======== Given entries

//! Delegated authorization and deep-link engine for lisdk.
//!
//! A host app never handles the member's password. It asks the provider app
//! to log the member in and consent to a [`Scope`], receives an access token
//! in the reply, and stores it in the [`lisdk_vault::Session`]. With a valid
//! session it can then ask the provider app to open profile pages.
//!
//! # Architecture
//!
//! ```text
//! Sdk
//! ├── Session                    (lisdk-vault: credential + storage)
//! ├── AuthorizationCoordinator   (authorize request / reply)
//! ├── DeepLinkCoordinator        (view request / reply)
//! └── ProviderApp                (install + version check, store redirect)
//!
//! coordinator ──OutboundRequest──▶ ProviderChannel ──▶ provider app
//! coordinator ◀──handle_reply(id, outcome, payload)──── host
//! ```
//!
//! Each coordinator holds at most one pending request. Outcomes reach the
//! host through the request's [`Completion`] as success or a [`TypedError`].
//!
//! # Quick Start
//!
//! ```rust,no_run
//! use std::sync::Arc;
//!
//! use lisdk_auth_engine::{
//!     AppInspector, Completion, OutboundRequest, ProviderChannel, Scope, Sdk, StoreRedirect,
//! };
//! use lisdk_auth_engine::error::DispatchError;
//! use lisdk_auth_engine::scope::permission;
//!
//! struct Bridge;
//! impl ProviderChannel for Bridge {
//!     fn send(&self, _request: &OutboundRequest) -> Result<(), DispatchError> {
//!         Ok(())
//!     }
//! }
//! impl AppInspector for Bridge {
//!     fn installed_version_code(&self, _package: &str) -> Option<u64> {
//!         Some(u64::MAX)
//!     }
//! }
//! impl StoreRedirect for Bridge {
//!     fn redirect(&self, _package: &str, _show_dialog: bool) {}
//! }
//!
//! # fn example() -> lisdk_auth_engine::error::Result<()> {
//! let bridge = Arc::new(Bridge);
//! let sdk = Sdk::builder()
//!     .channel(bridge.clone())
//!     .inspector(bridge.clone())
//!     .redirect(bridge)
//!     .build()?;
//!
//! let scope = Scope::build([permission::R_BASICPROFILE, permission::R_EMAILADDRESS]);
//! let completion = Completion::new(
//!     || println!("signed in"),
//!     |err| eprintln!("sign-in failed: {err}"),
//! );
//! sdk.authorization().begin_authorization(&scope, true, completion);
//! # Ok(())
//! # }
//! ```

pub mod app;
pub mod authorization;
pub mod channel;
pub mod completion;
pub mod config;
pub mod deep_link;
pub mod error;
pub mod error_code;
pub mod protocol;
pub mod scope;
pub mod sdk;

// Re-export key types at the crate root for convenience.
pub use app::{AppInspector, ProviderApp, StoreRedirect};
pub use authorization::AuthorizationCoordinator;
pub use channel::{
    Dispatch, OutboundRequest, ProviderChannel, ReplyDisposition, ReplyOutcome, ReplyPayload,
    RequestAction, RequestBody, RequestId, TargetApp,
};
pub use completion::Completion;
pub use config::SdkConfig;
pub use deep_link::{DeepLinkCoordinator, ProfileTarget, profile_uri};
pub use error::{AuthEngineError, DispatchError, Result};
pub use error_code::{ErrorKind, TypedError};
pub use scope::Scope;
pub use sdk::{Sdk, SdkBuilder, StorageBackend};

================
======== Given entries

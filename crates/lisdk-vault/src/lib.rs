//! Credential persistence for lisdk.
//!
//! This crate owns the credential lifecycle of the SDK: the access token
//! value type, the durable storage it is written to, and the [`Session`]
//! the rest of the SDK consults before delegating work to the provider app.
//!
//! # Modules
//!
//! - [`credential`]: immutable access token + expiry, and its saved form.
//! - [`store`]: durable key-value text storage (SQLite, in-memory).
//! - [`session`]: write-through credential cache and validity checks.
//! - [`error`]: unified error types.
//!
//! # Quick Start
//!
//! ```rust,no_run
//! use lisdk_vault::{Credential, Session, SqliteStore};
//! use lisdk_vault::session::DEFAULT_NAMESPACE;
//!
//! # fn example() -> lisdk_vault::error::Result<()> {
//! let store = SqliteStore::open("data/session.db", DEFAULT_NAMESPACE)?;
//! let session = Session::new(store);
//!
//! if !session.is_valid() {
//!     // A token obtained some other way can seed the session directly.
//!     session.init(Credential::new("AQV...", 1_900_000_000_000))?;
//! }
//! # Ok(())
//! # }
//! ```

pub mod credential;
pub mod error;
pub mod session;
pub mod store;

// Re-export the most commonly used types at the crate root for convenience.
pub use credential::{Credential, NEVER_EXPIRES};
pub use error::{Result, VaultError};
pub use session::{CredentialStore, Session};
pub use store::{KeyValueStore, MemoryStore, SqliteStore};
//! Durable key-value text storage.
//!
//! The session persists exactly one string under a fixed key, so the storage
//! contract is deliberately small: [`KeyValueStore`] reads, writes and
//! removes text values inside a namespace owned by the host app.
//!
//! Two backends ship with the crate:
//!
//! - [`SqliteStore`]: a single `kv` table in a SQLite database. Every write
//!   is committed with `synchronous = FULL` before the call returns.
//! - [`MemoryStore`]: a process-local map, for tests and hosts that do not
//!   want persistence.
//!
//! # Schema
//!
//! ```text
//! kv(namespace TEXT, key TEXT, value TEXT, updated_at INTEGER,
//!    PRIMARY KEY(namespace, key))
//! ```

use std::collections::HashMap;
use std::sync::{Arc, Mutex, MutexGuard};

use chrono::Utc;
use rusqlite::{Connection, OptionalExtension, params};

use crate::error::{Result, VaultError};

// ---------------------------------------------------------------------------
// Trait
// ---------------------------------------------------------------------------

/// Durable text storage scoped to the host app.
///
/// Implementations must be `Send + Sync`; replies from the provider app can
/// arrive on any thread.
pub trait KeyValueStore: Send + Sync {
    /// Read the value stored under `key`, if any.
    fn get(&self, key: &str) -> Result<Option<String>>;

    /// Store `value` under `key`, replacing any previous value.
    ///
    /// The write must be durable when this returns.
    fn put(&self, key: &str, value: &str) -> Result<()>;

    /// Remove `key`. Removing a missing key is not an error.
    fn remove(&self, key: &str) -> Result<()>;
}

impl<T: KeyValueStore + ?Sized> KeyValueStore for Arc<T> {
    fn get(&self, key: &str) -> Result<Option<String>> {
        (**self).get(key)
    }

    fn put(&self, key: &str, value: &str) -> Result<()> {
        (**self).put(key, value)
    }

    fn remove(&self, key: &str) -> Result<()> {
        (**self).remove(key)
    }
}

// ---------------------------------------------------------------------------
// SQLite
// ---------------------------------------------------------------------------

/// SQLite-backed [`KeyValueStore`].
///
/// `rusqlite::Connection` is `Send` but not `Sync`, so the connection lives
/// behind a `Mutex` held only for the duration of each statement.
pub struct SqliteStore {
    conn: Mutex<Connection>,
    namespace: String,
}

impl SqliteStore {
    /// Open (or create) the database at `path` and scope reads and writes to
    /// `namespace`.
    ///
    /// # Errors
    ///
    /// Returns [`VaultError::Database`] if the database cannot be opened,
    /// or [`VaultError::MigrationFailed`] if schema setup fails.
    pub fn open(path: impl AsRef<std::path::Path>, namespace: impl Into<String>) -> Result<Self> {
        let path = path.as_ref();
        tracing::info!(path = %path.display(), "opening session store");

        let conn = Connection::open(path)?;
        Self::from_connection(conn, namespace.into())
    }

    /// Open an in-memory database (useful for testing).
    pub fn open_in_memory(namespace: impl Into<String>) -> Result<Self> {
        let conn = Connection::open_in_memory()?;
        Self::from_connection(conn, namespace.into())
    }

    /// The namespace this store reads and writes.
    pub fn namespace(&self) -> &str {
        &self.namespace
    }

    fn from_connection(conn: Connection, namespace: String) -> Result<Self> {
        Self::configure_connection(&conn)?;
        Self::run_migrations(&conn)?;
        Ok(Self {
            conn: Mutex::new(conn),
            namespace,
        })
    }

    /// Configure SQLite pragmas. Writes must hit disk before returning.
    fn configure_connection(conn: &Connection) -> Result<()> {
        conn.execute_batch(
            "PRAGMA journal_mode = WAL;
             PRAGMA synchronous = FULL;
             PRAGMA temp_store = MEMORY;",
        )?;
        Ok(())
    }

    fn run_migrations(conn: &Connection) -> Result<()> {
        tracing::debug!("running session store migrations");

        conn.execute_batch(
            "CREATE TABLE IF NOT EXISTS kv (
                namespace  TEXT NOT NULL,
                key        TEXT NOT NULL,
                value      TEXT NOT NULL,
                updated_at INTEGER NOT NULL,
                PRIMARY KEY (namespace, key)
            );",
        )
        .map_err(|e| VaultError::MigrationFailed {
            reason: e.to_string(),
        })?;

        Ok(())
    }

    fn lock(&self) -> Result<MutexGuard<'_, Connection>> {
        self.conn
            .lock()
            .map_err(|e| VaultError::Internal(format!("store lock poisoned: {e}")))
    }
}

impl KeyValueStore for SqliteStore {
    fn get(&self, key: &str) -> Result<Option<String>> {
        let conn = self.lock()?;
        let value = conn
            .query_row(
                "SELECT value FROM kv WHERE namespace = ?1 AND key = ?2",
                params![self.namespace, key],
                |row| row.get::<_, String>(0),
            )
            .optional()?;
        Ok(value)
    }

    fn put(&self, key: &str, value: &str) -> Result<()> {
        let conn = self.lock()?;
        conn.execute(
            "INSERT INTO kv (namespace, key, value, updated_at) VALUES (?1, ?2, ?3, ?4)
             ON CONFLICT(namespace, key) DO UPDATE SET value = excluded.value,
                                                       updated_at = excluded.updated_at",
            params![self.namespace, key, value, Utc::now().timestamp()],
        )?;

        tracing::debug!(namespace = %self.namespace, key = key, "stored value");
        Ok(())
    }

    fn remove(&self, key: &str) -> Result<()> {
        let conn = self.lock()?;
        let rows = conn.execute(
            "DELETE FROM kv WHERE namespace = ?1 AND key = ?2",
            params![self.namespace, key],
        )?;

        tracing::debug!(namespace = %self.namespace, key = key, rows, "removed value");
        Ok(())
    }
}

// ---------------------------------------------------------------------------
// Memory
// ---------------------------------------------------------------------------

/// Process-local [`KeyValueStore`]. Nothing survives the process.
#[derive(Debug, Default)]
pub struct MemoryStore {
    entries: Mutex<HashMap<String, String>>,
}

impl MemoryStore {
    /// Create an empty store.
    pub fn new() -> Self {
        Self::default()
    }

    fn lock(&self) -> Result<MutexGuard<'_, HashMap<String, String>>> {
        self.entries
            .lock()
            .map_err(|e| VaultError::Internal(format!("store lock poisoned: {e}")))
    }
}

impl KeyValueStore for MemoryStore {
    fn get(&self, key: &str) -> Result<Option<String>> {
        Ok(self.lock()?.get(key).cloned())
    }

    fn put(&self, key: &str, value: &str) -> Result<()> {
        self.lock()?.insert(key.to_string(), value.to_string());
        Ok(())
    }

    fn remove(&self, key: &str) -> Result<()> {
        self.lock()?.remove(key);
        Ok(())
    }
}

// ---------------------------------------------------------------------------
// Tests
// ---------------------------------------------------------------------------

================

**Task brief:** Copy out every line of the data that includes the word "DispatchError".

**Task answer:**
//! use lisdk_auth_engine::error::DispatchError;
//!     fn send(&self, _request: &OutboundRequest) -> Result<(), DispatchError> {
pub use error::{AuthEngineError, DispatchError, Result};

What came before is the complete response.